Biologists from the United Kingdom think they've decoded the mystery of all the gray squirrels (Sciurus carolinensis) running around the United States with black fur.
The bit of genetic code that causes the gray squirrel species to turn black, they showed, is an allele, or a variant form of a specific gene, called MC1R∆24. But that allele doesn't seem to come from gray squirrels. Instead, they showed, the gray squirrel MC1R∆24 allele is "identical" to the MC1R∆24 allele found in another species, fox squirrels (Sciurus niger) — one of two mutations that occasionally cause big, usually reddish fox squirrels to turn black.
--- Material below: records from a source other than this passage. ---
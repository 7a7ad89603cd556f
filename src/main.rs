//! `hive-range`: print the partition predicate for a date range.

mod cli;
mod config;
mod logging;

use std::process::ExitCode;

use anyhow::{Context, Result};
use clap::Parser;
use hive_range::CalendarDate;
use tracing::{debug, info};

use crate::cli::Cli;

fn main() -> ExitCode {
    let cli = Cli::parse();
    logging::init(cli.verbose);

    if let Err(e) = run(&cli) {
        eprintln!("Error: {e:#}");
        ExitCode::FAILURE
    } else {
        ExitCode::SUCCESS
    }
}

fn run(cli: &Cli) -> Result<()> {
    let options = config::resolve(cli)?;

    let start: CalendarDate = cli
        .start
        .parse()
        .with_context(|| format!("invalid start date '{}'", cli.start))?;
    let end: CalendarDate = cli
        .end
        .parse()
        .with_context(|| format!("invalid end date '{}'", cli.end))?;
    debug!(%start, %end, "compiling partition predicate");

    let predicate = hive_range::compile(start, end)?;
    info!(clauses = predicate.clauses().len(), "predicate compiled");

    if cli.json {
        println!("{}", serde_json::to_string_pretty(&predicate)?);
    } else {
        println!("{}", predicate.render(&options));
    }
    Ok(())
}
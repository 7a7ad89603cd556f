//! Render options for the binary: TOML file first, then command-line overrides.
//!
//! ```toml
//! layout = "single_line"
//!
//! [columns]
//! year = "yr"
//! day = "days"
//! ```

use std::fs;
use std::path::Path;

use anyhow::{Context, Result};
use hive_range::{Layout, RenderOptions};
use tracing::debug;

use crate::cli::Cli;

pub fn resolve(cli: &Cli) -> Result<RenderOptions> {
    let mut options = match &cli.config {
        Some(path) => load(path)?,
        None => RenderOptions::default(),
    };

    if cli.single_line {
        options.layout = Layout::SingleLine;
    }
    if let Some(name) = &cli.year_column {
        options.columns.year.clone_from(name);
    }
    if let Some(name) = &cli.month_column {
        options.columns.month.clone_from(name);
    }
    if let Some(name) = &cli.day_column {
        options.columns.day.clone_from(name);
    }
    Ok(options)
}

fn load(path: &Path) -> Result<RenderOptions> {
    debug!(path = %path.display(), "loading render options");
    let text = fs::read_to_string(path)
        .with_context(|| format!("failed to read config {}", path.display()))?;
    toml::from_str(&text).with_context(|| format!("failed to parse config {}", path.display()))
}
In a paper published online July 11 in the journal BMC Evolutionary Biology, the researchers showed that the color-changing allele likely originated in fox squirrels and moved over to gray squirrels through interbreeding.
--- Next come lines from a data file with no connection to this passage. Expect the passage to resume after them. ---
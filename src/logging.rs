use tracing_subscriber::EnvFilter;

/// Targets that should receive log output.
const CRATE_TARGETS: &[&str] = &["hive_range"];

/// Initialize tracing on stderr based on CLI verbosity level.
///
/// Mapping:
/// - 0 (none) -> warn
/// - 1 (-v)   -> info
/// - 2 (-vv)  -> debug
/// - 3+ (-vvv)-> trace
///
/// `RUST_LOG` env var overrides the CLI flag if set.
pub fn init(verbosity: u8) {
    let level = match verbosity {
        0 => "warn",
        1 => "info",
        2 => "debug",
        _ => "trace",
    };

    let default_filter: String = CRATE_TARGETS
        .iter()
        .map(|t| format!("{t}={level}"))
        .collect::<Vec<_>>()
        .join(",");

    let filter =
        EnvFilter::try_from_default_env().unwrap_or_else(|_| EnvFilter::new(default_filter));

    tracing_subscriber::fmt()
        .with_env_filter(filter)
        .with_writer(std::io::stderr)
        .init();
}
To reach that conclusion, the researchers examined all three possible ways the gene variant could have turned up in both species. [The 12 Biggest 'Little' Mysteries of Fall — Solved!]
"First, the allele could have arisen in the common ancestor of both species, and been retained by balancing selection," they wrote.
In other words, because black coloring offers some advantages to squirrels (helping them stay warm in the winter, for example), it's possible that the gene is old and just stuck around as the two species diverged.
However, they wrote, over millennia of evolution, the group of alleles (called haplotypes) that included this "black fur" gene variant would have likely stopped being identical in the two species, if that were the case.
"Second, the mutation could have arisen independently in both species, but this is also unlikely as the haplotypes are identical," they wrote. "Therefore the most likely explanation is that the MC1R∆24 allele arose in one species and subsequently introgressed to the other species." [Why Do Squirrels Chase Each Other?]
They concluded that the gene likely started in fox squirrels and moved over to gray squirrels because it more closely resembles other genes that are common in fox squirrels — but they added that they can't rule out the theory that the allele started in gray squirrels and moved in the opposite direction.
Whatever the case, they wrote, black fur remains a rare thing for squirrels in North America, occurring at rates of less than 1% in the two species. But already, they noted in a statement, it's made its way over to the United Kingdom — likely through black squirrels from the U.S. that escaped from private zoos in the U.K.